Dataset entries
◆ ◆ ◆ ◆ ◆ ◆ ◆

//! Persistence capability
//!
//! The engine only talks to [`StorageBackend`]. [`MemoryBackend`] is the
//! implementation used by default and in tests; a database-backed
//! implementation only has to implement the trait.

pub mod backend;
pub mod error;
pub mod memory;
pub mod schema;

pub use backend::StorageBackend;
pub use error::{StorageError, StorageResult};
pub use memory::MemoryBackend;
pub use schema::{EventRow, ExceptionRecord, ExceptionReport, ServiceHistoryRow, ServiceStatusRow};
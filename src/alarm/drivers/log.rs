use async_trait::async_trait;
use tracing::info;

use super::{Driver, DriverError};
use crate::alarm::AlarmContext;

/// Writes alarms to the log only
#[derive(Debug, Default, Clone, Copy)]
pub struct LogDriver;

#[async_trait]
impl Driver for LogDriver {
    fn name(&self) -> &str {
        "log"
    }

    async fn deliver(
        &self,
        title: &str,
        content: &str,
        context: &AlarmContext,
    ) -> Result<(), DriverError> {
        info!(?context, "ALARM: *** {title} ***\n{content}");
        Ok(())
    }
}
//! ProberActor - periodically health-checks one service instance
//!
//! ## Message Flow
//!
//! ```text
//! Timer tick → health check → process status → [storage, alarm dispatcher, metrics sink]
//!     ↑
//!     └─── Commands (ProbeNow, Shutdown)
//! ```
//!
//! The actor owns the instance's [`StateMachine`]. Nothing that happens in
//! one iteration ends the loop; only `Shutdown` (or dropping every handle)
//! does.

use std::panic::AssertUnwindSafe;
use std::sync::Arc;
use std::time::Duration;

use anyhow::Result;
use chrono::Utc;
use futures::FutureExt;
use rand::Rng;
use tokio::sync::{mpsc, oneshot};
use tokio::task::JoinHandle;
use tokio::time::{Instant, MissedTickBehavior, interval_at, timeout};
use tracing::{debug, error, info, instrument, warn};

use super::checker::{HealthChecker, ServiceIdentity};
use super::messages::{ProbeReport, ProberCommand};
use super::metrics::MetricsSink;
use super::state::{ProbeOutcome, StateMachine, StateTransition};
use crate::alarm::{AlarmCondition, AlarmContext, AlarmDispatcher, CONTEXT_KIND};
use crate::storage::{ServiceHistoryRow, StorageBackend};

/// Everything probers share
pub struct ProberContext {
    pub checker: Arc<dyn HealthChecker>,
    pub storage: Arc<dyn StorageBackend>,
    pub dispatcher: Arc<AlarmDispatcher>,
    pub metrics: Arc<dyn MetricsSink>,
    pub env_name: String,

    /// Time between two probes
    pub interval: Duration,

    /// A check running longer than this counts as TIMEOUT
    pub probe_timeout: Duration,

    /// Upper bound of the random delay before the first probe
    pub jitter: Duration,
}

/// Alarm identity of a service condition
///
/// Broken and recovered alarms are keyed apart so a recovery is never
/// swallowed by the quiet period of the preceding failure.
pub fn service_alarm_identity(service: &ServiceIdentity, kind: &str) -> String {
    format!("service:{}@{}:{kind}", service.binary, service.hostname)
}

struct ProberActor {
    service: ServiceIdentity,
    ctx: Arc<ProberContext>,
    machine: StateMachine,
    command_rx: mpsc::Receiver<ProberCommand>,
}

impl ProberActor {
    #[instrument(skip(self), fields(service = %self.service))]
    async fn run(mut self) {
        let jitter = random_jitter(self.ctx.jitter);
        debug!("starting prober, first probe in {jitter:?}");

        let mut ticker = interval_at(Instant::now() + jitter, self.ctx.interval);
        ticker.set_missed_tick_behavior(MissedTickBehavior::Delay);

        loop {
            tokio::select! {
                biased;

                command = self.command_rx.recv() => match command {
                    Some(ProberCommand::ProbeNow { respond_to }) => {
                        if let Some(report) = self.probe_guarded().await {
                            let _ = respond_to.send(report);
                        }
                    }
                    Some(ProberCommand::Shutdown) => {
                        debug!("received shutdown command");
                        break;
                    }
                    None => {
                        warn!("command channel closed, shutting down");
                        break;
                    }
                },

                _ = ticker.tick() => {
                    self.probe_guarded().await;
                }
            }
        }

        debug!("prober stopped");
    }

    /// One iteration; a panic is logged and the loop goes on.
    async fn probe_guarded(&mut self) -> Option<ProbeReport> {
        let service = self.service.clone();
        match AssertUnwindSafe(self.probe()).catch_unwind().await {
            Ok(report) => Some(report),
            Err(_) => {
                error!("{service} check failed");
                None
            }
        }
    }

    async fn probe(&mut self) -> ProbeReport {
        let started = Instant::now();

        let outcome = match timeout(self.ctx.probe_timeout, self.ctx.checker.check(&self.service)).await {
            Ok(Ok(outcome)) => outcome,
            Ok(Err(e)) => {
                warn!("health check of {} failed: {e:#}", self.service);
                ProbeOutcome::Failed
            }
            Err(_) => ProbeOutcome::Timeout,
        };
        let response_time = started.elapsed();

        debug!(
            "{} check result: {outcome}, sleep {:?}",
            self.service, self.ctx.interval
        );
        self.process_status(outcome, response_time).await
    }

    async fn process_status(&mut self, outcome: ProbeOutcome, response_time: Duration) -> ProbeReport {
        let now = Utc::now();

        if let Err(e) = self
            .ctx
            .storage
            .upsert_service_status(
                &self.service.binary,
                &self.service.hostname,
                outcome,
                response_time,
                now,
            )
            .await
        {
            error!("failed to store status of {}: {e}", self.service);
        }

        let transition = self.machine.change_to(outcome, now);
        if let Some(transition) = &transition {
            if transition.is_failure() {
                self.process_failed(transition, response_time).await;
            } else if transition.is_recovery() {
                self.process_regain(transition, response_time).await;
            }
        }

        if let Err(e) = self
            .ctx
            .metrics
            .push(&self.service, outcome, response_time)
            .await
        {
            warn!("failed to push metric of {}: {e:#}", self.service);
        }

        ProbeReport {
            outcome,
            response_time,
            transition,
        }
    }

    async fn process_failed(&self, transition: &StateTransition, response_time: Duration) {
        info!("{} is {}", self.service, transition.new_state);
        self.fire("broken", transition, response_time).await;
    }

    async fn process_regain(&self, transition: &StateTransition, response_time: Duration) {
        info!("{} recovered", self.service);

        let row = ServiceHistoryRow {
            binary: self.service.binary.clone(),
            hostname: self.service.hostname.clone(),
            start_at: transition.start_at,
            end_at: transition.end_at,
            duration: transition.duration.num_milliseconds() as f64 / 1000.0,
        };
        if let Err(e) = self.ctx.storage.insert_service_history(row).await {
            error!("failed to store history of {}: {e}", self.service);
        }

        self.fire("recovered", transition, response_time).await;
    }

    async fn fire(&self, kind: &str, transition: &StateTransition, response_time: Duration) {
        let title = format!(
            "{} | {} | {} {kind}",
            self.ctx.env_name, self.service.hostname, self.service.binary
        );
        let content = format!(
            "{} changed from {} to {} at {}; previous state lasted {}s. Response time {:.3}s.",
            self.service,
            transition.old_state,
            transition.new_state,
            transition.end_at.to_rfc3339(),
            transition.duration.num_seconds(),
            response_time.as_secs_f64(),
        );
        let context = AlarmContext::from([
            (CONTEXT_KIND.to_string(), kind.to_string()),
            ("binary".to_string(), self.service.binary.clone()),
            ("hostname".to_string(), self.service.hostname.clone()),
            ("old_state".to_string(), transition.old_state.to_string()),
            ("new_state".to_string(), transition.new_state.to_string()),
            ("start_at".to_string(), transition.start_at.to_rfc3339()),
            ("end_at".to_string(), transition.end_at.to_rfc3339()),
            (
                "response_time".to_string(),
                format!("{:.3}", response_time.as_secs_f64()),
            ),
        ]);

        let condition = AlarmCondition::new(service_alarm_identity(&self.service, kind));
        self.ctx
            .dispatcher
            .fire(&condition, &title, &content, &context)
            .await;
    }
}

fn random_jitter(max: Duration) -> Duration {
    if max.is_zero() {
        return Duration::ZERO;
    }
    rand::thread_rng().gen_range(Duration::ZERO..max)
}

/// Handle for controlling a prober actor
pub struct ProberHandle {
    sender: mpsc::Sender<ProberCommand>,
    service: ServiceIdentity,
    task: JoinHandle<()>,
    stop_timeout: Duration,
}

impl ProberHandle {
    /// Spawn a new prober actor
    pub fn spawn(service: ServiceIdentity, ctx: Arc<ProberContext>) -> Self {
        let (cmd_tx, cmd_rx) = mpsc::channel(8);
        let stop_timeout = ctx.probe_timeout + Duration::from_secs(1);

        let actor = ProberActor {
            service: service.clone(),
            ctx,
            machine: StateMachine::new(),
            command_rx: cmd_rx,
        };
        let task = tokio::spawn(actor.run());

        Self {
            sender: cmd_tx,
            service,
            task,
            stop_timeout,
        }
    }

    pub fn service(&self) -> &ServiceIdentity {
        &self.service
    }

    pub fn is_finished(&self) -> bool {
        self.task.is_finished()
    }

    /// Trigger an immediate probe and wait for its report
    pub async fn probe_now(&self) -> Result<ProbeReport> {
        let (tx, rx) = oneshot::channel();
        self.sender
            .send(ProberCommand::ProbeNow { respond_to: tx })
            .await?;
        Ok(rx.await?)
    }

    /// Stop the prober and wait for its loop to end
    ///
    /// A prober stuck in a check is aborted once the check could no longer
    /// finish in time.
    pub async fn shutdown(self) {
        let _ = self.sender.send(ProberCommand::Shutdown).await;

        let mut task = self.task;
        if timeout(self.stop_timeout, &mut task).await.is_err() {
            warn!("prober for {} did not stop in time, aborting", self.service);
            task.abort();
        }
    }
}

◆ ◆ ◆ ◆ ◆ ◆ ◆

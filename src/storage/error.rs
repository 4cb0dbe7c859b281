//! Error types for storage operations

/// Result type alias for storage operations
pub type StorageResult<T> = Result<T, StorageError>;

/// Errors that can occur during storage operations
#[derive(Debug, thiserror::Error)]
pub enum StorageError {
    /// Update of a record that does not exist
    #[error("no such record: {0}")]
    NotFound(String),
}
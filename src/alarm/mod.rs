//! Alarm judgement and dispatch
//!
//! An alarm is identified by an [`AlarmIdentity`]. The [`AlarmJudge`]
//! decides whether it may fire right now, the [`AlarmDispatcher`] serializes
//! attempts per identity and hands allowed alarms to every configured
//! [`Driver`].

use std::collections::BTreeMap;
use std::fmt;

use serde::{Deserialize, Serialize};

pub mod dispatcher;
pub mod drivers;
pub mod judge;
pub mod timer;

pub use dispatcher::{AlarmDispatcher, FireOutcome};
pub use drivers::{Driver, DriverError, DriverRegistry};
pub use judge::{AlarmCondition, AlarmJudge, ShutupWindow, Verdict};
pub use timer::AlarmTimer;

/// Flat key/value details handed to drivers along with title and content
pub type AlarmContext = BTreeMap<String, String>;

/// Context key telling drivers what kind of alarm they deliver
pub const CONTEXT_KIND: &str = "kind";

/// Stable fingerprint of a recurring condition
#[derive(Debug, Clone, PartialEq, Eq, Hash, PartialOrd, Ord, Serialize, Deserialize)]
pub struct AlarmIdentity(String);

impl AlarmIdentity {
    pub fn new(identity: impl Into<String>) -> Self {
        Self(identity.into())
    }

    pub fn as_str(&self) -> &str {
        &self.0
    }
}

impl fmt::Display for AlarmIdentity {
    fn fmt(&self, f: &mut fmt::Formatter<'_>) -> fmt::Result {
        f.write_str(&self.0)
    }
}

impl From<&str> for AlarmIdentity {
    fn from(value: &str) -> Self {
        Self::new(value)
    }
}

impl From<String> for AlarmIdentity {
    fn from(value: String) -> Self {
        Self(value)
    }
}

◆ ◆ ◆ ◆ ◆ ◆ ◆

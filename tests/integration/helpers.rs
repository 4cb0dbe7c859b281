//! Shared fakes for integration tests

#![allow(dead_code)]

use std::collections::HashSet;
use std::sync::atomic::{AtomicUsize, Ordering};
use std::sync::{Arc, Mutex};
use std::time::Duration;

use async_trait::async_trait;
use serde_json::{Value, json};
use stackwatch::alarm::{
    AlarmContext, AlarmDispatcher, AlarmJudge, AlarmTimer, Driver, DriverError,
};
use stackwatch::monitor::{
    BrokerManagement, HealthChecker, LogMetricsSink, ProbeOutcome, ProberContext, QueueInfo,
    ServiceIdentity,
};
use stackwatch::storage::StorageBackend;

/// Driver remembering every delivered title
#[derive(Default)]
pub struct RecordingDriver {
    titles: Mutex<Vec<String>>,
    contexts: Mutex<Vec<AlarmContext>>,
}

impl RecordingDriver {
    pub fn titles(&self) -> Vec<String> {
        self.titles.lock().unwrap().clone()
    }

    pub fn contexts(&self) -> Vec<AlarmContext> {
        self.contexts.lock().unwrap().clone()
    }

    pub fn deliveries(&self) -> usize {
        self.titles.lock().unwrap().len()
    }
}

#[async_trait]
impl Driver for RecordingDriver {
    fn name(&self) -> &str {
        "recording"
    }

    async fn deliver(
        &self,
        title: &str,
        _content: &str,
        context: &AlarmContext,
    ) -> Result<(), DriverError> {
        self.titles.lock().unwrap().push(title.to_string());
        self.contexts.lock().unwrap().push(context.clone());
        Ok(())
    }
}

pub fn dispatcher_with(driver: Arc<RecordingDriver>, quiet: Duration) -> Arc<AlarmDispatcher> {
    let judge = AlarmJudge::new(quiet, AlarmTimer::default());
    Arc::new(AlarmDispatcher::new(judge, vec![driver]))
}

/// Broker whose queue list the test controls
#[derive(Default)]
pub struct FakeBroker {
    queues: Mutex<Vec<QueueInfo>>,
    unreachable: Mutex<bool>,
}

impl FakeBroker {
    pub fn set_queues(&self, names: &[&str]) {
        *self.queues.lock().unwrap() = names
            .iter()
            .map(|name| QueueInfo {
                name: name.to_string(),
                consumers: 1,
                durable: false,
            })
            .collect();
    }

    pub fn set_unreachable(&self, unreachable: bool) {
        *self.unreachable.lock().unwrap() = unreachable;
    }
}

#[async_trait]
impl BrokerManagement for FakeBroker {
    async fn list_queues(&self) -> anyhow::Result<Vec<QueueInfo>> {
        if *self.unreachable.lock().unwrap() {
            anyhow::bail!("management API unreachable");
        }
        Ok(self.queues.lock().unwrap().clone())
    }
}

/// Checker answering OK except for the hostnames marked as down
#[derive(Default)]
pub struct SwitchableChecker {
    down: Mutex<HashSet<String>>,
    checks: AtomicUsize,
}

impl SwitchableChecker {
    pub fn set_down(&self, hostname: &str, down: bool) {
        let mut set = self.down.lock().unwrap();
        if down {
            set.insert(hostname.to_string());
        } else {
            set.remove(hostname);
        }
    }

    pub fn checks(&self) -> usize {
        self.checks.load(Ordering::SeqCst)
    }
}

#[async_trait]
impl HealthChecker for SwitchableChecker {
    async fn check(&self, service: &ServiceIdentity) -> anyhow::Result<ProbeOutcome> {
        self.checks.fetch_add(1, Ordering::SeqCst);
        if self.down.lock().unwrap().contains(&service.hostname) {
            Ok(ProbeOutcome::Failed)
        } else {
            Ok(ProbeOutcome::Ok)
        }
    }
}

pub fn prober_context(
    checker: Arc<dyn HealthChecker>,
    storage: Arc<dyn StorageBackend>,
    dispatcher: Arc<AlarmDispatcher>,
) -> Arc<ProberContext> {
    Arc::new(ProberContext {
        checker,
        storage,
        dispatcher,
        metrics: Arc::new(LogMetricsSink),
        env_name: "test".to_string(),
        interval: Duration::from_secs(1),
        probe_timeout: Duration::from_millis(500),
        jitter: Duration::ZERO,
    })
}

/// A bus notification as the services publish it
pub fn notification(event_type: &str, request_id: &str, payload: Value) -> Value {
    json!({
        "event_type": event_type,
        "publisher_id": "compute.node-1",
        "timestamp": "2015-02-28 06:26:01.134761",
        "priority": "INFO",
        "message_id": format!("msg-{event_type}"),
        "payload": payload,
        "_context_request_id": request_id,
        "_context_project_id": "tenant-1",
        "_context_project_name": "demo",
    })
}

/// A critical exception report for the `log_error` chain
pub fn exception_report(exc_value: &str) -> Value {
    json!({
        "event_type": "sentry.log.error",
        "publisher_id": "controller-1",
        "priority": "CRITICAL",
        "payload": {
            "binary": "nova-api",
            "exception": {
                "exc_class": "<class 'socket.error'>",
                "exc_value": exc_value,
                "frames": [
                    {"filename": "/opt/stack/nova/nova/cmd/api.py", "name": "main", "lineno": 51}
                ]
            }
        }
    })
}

◆ ◆ ◆ ◆ ◆ ◆ ◆

*Exercise goal*: For each line in the records that contains the word "struct", make a copy.

*Response to the task*:
pub struct LogDriver;
pub struct ProberContext {
struct ProberActor {
pub struct ProberHandle {
pub struct AlarmIdentity(String);
pub struct RecordingDriver {
pub struct FakeBroker {
pub struct SwitchableChecker {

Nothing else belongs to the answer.